Submitted by patentadmin on Tue, 11/02/2010 - 14:58

From time to time, we have reported on cases of clients suing their attorneys, to the point that such cases have become commonplace. Occasionally, however, a case still manages to attract our attention.

One such case is noteworthy not so much because of the legal issues presented, but because of the amount in demand, “general damages … in a sum exceeding one hundred million dollars ($100,000,000),” plus special damages, punitive damages and costs in an unspecified amount. Yup, a HUNDRED MILLION BUCKS. That certainly is an attention-getter. (Existence Genetics LLC v. Wilson Sonsini Goodrich & Rosati, P.C.)

Existence Genetics, a personal genomics startup company, met with Wilson Sonsini seeking (according to the Complaint in this lawsuit) “representation for its intellectual property protection initiatives, including patent writing and prosecution.” Again, according to the Complaint, a Wilson Sonsini partner advised that “the patent application process would cost around $20,000; Existence Genetics “would receive 10% off all rates” on work done by the law firm; and that Existence Genetics, which was searching for venture capital, should avoid one specific venture capital firm, which was “too rough to deal with.”

The Wilson Sonsini partner later reported that he had completed a conflict of interest check and that there were no conflicts, whereupon Existence Genetics retained the firm. Unbelievably, but according to the Complaint, Existence Genetics then executed Wilson Sonsini’s standard engagement agreement, which set forth the firm’s customary hourly billing rates “relying on [the partner’s] ORAL agreement to cut 10% off of all rates.” (emphasis added)

A year later, a junior associate at the firm “let slip” that the firm also represented TWO direct competitors of Existence Genetics and had filed patent applications on their behalf. Although they had been duly published, Wilson Sonsini had never reported the existence of these applications to Existence Genetics despite Wilson Sonsini’s – again ORAL - agreement to “conduct a thorough scan of all competitors’ patent applications that are released and send [Existence Genetics] updates every two weeks,” a service for which Wilson Sonsini charged Existence Genetics.

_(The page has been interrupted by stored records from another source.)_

//! Reqwest-based client for OpenAI-compatible Chat Completions, plus the
//! two configured agents the service runs on: a chat agent that may embed
//! `<graph>...</graph>` directives, and a code agent that returns bare
//! matplotlib source.

use async_trait::async_trait;
use reqwest::header::{HeaderMap, HeaderValue, AUTHORIZATION, CONTENT_TYPE};
use serde::{Deserialize, Serialize};
use tracing::debug;

use crate::config::ServiceConfig;
use crate::errors::{GraphError, Result};

const CHAT_SYSTEM_PROMPT: &str = "You are a helpful assistant that answers with text and, when a \
chart would add value, with generated graphs. To request a graph, embed \
<graph>description of the chart to generate</graph> in your reply; text may appear before and \
after it. Only request graphs when they genuinely help answer the question.";

const CODE_SYSTEM_PROMPT: &str = "You generate minimal matplotlib plotting code. Rules: use only \
matplotlib.pyplot and numpy; draw on the current axes (plt.gca()) and never create, show, or \
close figures; set clear titles, labels, and limits; for 3D charts use plot3D(), scatter3D(), \
plot_surface() or set_zlabel(); for polar charts select axes with projection='polar'. Return \
only Python code, nothing else.";

#[derive(Debug, Clone, Serialize)]
#[serde(rename_all = "lowercase")]
enum Role {
    System,
    User,
}

#[derive(Debug, Clone, Serialize)]
struct ChatMessage {
    role: Role,
    content: String,
}

#[derive(Debug, Deserialize)]
struct ChatResponse {
    choices: Vec<Choice>,
}

#[derive(Debug, Deserialize)]
struct Choice {
    message: AssistantMessage,
}

#[derive(Debug, Deserialize)]
struct AssistantMessage {
    content: Option<String>,
}

/// The code-generation capability the orchestrator consumes.
///
/// Single attempt, no retry policy; provider failures surface as
/// [`GraphError::Upstream`].
#[async_trait]
pub trait CodeAgent: Send + Sync {
    async fn generate_code(&self, prompt: &str) -> Result<String>;
}

/// The conversational capability the HTTP layer consumes.
#[async_trait]
pub trait ChatAgent: Send + Sync {
    async fn reply(&self, query: &str) -> Result<String>;
}

/// One configured model + system prompt over an OpenAI-compatible endpoint.
#[derive(Debug, Clone)]
pub struct LlmAgent {
    http: reqwest::Client,
    base_url: String,
    api_key: String,
    model: String,
    system_prompt: String,
}

impl LlmAgent {
    fn new(cfg: &ServiceConfig, model: &str, system_prompt: &str) -> Result<Self> {
        let http = reqwest::Client::builder()
            .timeout(cfg.agent_timeout)
            .build()
            .map_err(|e| GraphError::Config(format!("building HTTP client: {e}")))?;

        Ok(Self {
            http,
            base_url: cfg.api_base_url.trim_end_matches('/').to_string(),
            api_key: cfg.api_key.clone(),
            model: model.to_string(),
            system_prompt: system_prompt.to_string(),
        })
    }

    /// The conversational agent answering user queries.
    pub fn chat_agent(cfg: &ServiceConfig) -> Result<Self> {
        Self::new(cfg, &cfg.chat_model, CHAT_SYSTEM_PROMPT)
    }

    /// The agent that turns chart descriptions into matplotlib source.
    pub fn code_agent(cfg: &ServiceConfig) -> Result<Self> {
        Self::new(cfg, &cfg.code_model, CODE_SYSTEM_PROMPT)
    }

    /// Send one prompt, return the assistant's reply text.
    pub async fn run(&self, prompt: &str) -> Result<String> {
        let url = format!("{}/chat/completions", self.base_url);

        let mut headers = HeaderMap::new();
        headers.insert(CONTENT_TYPE, HeaderValue::from_static("application/json"));
        let bearer = HeaderValue::from_str(&format!("Bearer {}", self.api_key))
            .map_err(|e| GraphError::Upstream(format!("invalid API key header: {e}")))?;
        headers.insert(AUTHORIZATION, bearer);

        let messages = vec![
            ChatMessage {
                role: Role::System,
                content: self.system_prompt.clone(),
            },
            ChatMessage {
                role: Role::User,
                content: prompt.to_string(),
            },
        ];

        let body = serde_json::json!({
            "model": self.model,
            "messages": messages,
        });

        debug!(model = %self.model, "sending chat request");
        let resp = self
            .http
            .post(url)
            .headers(headers)
            .json(&body)
            .send()
            .await
            .map_err(|e| GraphError::Upstream(format!("chat request failed: {e}")))?;

        if !resp.status().is_success() {
            return Err(GraphError::Upstream(format!(
                "provider returned {}",
                resp.status()
            )));
        }

        let parsed: ChatResponse = resp
            .json()
            .await
            .map_err(|e| GraphError::Upstream(format!("malformed provider response: {e}")))?;

        parsed
            .choices
            .into_iter()
            .next()
            .and_then(|c| c.message.content)
            .map(|content| content.trim().to_string())
            .ok_or_else(|| GraphError::Upstream("provider returned no content".to_string()))
    }
}

#[async_trait]
impl CodeAgent for LlmAgent {
    async fn generate_code(&self, prompt: &str) -> Result<String> {
        self.run(prompt).await
    }
}

#[async_trait]
impl ChatAgent for LlmAgent {
    async fn reply(&self, query: &str) -> Result<String> {
        self.run(query).await
    }
}

#[cfg(test)]
mod tests {
    use super::*;

    #[test]
    fn chat_response_deserializes() {
        let raw = r#"{"choices":[{"message":{"role":"assistant","content":"ax.plot([1],[1])"}}]}"#;
        let parsed: ChatResponse = serde_json::from_str(raw).unwrap();
        assert_eq!(
            parsed.choices[0].message.content.as_deref(),
            Some("ax.plot([1],[1])")
        );
    }

    #[test]
    fn empty_choices_deserialize() {
        let parsed: ChatResponse = serde_json::from_str(r#"{"choices":[]}"#).unwrap();
        assert!(parsed.choices.is_empty());
    }
}
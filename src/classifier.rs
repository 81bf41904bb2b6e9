//! Plot-kind detection over sanitized source text.
//!
//! Pure pattern matching: the generated code is never parsed, only scanned
//! for the handful of markers that decide projection and canvas size.

use once_cell::sync::Lazy;
use regex::Regex;

/// Method names that only appear in 3D plotting code.
const THREE_D_MARKERS: &[&str] = &["set_zlabel", "plot3D", "scatter3D", "plot_surface"];

static PROJECTION_3D: Lazy<Regex> =
    Lazy::new(|| Regex::new(r#"projection\s*=\s*['"]3d['"]"#).unwrap());

static PROJECTION_POLAR: Lazy<Regex> =
    Lazy::new(|| Regex::new(r#"projection\s*=\s*['"]polar['"]"#).unwrap());

static FIGSIZE: Lazy<Regex> = Lazy::new(|| {
    Regex::new(r"figsize\s*=\s*\(\s*([0-9]+(?:\.[0-9]+)?)\s*,\s*([0-9]+(?:\.[0-9]+)?)\s*\)")
        .unwrap()
});

/// Derived shape of the figure the pipeline will create.
///
/// `is_3d` and `is_polar` are mutually exclusive; when markers for both are
/// present, 3D wins (an axes region has exactly one projection).
#[derive(Debug, Clone, PartialEq)]
pub struct PlotShape {
    pub is_3d: bool,
    pub is_polar: bool,
    /// Explicit `figsize=(w, h)` found in the raw source, if any
    pub figure_size: Option<(f64, f64)>,
}

impl PlotShape {
    /// Effective canvas size: the explicit directive when present, otherwise
    /// a per-projection default.
    pub fn figure_size_or_default(&self) -> (f64, f64) {
        if let Some(size) = self.figure_size {
            return size;
        }
        if self.is_3d {
            (10.0, 8.0)
        } else if self.is_polar {
            (8.0, 8.0)
        } else {
            (10.0, 6.0)
        }
    }
}

/// Classify generated source into a [`PlotShape`].
///
/// Deterministic for identical input; no side effects.
pub fn classify(source: &str) -> PlotShape {
    let is_3d = THREE_D_MARKERS.iter().any(|m| source.contains(m))
        || PROJECTION_3D.is_match(source);
    let is_polar = !is_3d && PROJECTION_POLAR.is_match(source);

    PlotShape {
        is_3d,
        is_polar,
        figure_size: extract_figure_size(source),
    }
}

/// Pull an explicit `figsize=(w, h)` directive out of raw source text.
///
/// Run against the text *before* sanitization: the directive usually rides
/// on a `plt.figure(...)` line that the sanitizer strips. Unparseable
/// numbers are treated as absent.
pub fn extract_figure_size(source: &str) -> Option<(f64, f64)> {
    let caps = FIGSIZE.captures(source)?;
    let width = caps.get(1)?.as_str().parse::<f64>().ok()?;
    let height = caps.get(2)?.as_str().parse::<f64>().ok()?;
    Some((width, height))
}
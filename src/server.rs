//! HTTP surface: one chat endpoint that returns mixed text/graph parts, and
//! one retrieval endpoint for rendered images. Thin plumbing around the
//! generation pipeline; no pipeline logic lives here.

use axum::{
    extract::{Path, State},
    http::{header, StatusCode},
    response::IntoResponse,
    routing::{get, post},
    Json, Router,
};
use serde::Deserialize;
use std::sync::Arc;
use tracing::{error, info, warn};
use uuid::Uuid;

use crate::agent::ChatAgent;
use crate::errors::GraphError;
use crate::generator::GraphGenerator;
use crate::models::{BotResponse, GraphRequest, MessagePart, PartKind};
use crate::parser::parse_response;
use crate::store::ArtifactStore;

pub struct AppState {
    pub chat: Arc<dyn ChatAgent>,
    pub generator: GraphGenerator,
    pub store: ArtifactStore,
}

pub fn router(state: Arc<AppState>) -> Router {
    Router::new()
        .route("/generate_response", post(generate_response))
        .route("/generated_graphs/:file", get(get_graph_image))
        .with_state(state)
}

#[derive(Debug, Deserialize)]
pub struct QueryRequest {
    #[serde(default)]
    pub query: String,
}

pub async fn generate_response(
    State(state): State<Arc<AppState>>,
    Json(payload): Json<QueryRequest>,
) -> (StatusCode, Json<BotResponse>) {
    let req_id = Uuid::new_v4();
    info!("request {req_id}: received new query");

    let query = payload.query.trim();
    if query.is_empty() {
        warn!("request {req_id}: missing query parameter");
        return (
            StatusCode::BAD_REQUEST,
            Json(BotResponse {
                success: false,
                messages: Vec::new(),
                error: Some("Query parameter is missing".to_string()),
            }),
        );
    }

    let reply = match state.chat.reply(query).await {
        Ok(reply) => reply,
        Err(err) => {
            error!("request {req_id}: chat agent failed: {err}");
            return (
                StatusCode::INTERNAL_SERVER_ERROR,
                Json(BotResponse {
                    success: false,
                    messages: vec![MessagePart::text(format!(
                        "Error processing request: {err}"
                    ))],
                    error: Some(err.to_string()),
                }),
            );
        }
    };

    let mut messages = Vec::new();
    for (idx, part) in parse_response(&reply).into_iter().enumerate() {
        match part.kind {
            PartKind::Text => messages.push(part),
            PartKind::Graph => {
                info!("request {req_id}: generating graph for part {idx}");
                let result = state
                    .generator
                    .generate_graph(&GraphRequest::new(part.content))
                    .await;
                if result.success {
                    messages.push(MessagePart::graph(result.image_id));
                } else {
                    let message = format!(
                        "Failed to generate graph: {}",
                        result.error.unwrap_or_else(|| "unknown error".to_string())
                    );
                    error!("request {req_id}: {message}");
                    messages.push(MessagePart::text(message));
                }
            }
        }
    }

    info!("request {req_id}: done");
    (
        StatusCode::OK,
        Json(BotResponse {
            success: true,
            messages,
            error: None,
        }),
    )
}

pub async fn get_graph_image(
    State(state): State<Arc<AppState>>,
    Path(file): Path<String>,
) -> axum::response::Response {
    let image_id = file.strip_suffix(".png").unwrap_or(&file);
    match state.store.load(image_id).await {
        Ok(bytes) => {
            info!("serving graph image {image_id}");
            ([(header::CONTENT_TYPE, "image/png")], bytes).into_response()
        }
        Err(GraphError::ImageNotFound(_)) => {
            warn!("graph image not found: {image_id}");
            (
                StatusCode::NOT_FOUND,
                Json(serde_json::json!({"error": "Image not found"})),
            )
                .into_response()
        }
        Err(err) => {
            error!("error serving graph image {image_id}: {err}");
            (
                StatusCode::INTERNAL_SERVER_ERROR,
                Json(serde_json::json!({"error": "Internal server error"})),
            )
                .into_response()
        }
    }
}
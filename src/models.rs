use serde::{Deserialize, Serialize};

use crate::errors::GraphError;

/// A single graph-generation request.
#[derive(Debug, Clone, Serialize, Deserialize)]
pub struct GraphRequest {
    /// Natural-language description of the chart to draw
    pub description: String,
    /// Optional style hint passed through to the code agent
    #[serde(default, skip_serializing_if = "Option::is_none")]
    pub style: Option<String>,
    /// Optional data payload the chart should be based on
    #[serde(default, skip_serializing_if = "Option::is_none")]
    pub data: Option<serde_json::Value>,
}

impl GraphRequest {
    pub fn new(description: impl Into<String>) -> Self {
        Self {
            description: description.into(),
            style: None,
            data: None,
        }
    }
}

/// Outcome of a graph-generation attempt. Never carries a raised error;
/// failures are folded into `success = false` + `error`.
#[derive(Debug, Clone, Serialize, Deserialize)]
pub struct GraphResult {
    pub success: bool,
    /// Unique identifier for the generated graph; empty on failure
    #[serde(default)]
    pub image_id: String,
    #[serde(default, skip_serializing_if = "Option::is_none")]
    pub error: Option<String>,
}

impl GraphResult {
    pub fn ok(image_id: String) -> Self {
        Self {
            success: true,
            image_id,
            error: None,
        }
    }

    pub fn failed(message: impl Into<String>) -> Self {
        Self {
            success: false,
            image_id: String::new(),
            error: Some(message.into()),
        }
    }
}

impl From<GraphError> for GraphResult {
    fn from(err: GraphError) -> Self {
        GraphResult::failed(err.to_string())
    }
}

/// Kind of a chat reply segment.
#[derive(Debug, Clone, Copy, PartialEq, Eq, Serialize, Deserialize)]
#[serde(rename_all = "snake_case")]
pub enum PartKind {
    Text,
    Graph,
}

/// One segment of a chat reply: either prose or an image reference.
#[derive(Debug, Clone, Serialize, Deserialize)]
pub struct MessagePart {
    #[serde(rename = "type")]
    pub kind: PartKind,
    /// Text content, or the image_id for graph parts
    pub content: String,
}

impl MessagePart {
    pub fn text(content: impl Into<String>) -> Self {
        Self {
            kind: PartKind::Text,
            content: content.into(),
        }
    }

    pub fn graph(content: impl Into<String>) -> Self {
        Self {
            kind: PartKind::Graph,
            content: content.into(),
        }
    }
}

/// Full response to a chat query: an ordered mix of text and graph parts.
#[derive(Debug, Clone, Serialize, Deserialize)]
pub struct BotResponse {
    pub success: bool,
    pub messages: Vec<MessagePart>,
    #[serde(default, skip_serializing_if = "Option::is_none")]
    pub error: Option<String>,
}

#[cfg(test)]
mod tests {
    use super::*;

    #[test]
    fn graph_result_from_error_is_failure() {
        let result: GraphResult = GraphError::Validation("forbidden import".into()).into();
        assert!(!result.success);
        assert!(result.image_id.is_empty());
        assert!(result.error.unwrap().contains("forbidden import"));
    }

    #[test]
    fn message_part_serializes_kind_as_type() {
        let part = MessagePart::graph("abc123");
        let json = serde_json::to_value(&part).unwrap();
        assert_eq!(json["type"], "graph");
        assert_eq!(json["content"], "abc123");
    }
}
//! Textual normalization of axis-handle references.
//!
//! Generated code is told to draw on "the current axes"; the pipeline owns
//! the axes it actually renders to, so every `plt.gca(...)` is rewritten to
//! the injected `ax` handle. Substitution is textual, not semantic; code
//! that reaches the current axes through an alias is not rewritten.

use once_cell::sync::Lazy;
use regex::Regex;
use tracing::debug;

use crate::classifier::PlotShape;

static CURRENT_AXES: Lazy<Regex> = Lazy::new(|| Regex::new(r"plt\.gca\([^)]*\)").unwrap());

/// Rewrite current-axes references so the code binds to the pipeline's
/// axes handle. Figure-creation lines were already removed by the sanitizer.
pub fn rewrite(source: &str, shape: &PlotShape) -> String {
    debug!(
        is_3d = shape.is_3d,
        is_polar = shape.is_polar,
        "rewriting axis references"
    );
    CURRENT_AXES.replace_all(source, "ax").into_owned()
}

#[cfg(test)]
mod tests {
    use super::*;
    use crate::classifier::classify;

    fn rewrite_plain(source: &str) -> String {
        rewrite(source, &classify(source))
    }

    #[test]
    fn gca_call_becomes_ax() {
        assert_eq!(rewrite_plain("axes = plt.gca()"), "axes = ax");
    }

    #[test]
    fn gca_with_arguments_is_consumed() {
        assert_eq!(
            rewrite_plain("axes = plt.gca(projection='polar')"),
            "axes = ax"
        );
    }

    #[test]
    fn all_occurrences_are_replaced() {
        let source = "plt.gca().set_title('a')\nplt.gca().plot(x, y)";
        assert_eq!(rewrite_plain(source), "ax.set_title('a')\nax.plot(x, y)");
    }

    #[test]
    fn code_without_gca_is_untouched() {
        let source = "ax.plot(x, y)";
        assert_eq!(rewrite_plain(source), source);
    }
}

At this point – more than a year into the representation – Existence Genetics decided that Wilson Sonsini had been billing “exorbitant” amounts. Existence Genetics also maintained that it had discovered that the venture capital firm, which it was advised to avoid, is the largest investor in one of the very competitor firms which is being represented by Wilson Sonsini. So, in the grand tradition of dissatisfied clients everywhere, Existence Genetics sued Wilson Sonsini for fraud, negligence and breach of contract.

Existence Genetics claims that Wilson Sonsini inflated its billing by “recommending patents be split into multiple components upon submission to the [Patent Office] when it was not necessary or advisable to do so;” introduced “virtually all information provided to it by [Existence Genetics] in the patent applications … resulting in an unnecessarily exceptionally (sic) large application with over 1,000 pages; and generally provided “substandard legal advice.” As noted above, Existence Genetics now demands damages in excess of a hundred million dollars.

No Answer has yet been filed by Wilson Sonsini and, having seen only one side of the story, we are loathe to comment on the merits of the case. Nevertheless, we would note that this is the second attorney malpractice suit, filed in the last few weeks, wherein there is an allegation of an oral agreement between attorneys and their clients. We thought, clearly erroneously, that no one could be that foolish.

THE LESSON TO BE LEARNED: Conflicts checks are important; sometimes you simply can’t undertake representation of a proposed new client.

Submitted by Anonymous (not verified) on Mon, 11/08/2010 - 21:05


It's tough to see how the plaintiff can prevail with this one. Unfortunately, it looks like one of those cases in which no one really wins; but at least Wilson Sonsini will have learned a lesson (and maybe so did the loose-lipped "junior associate").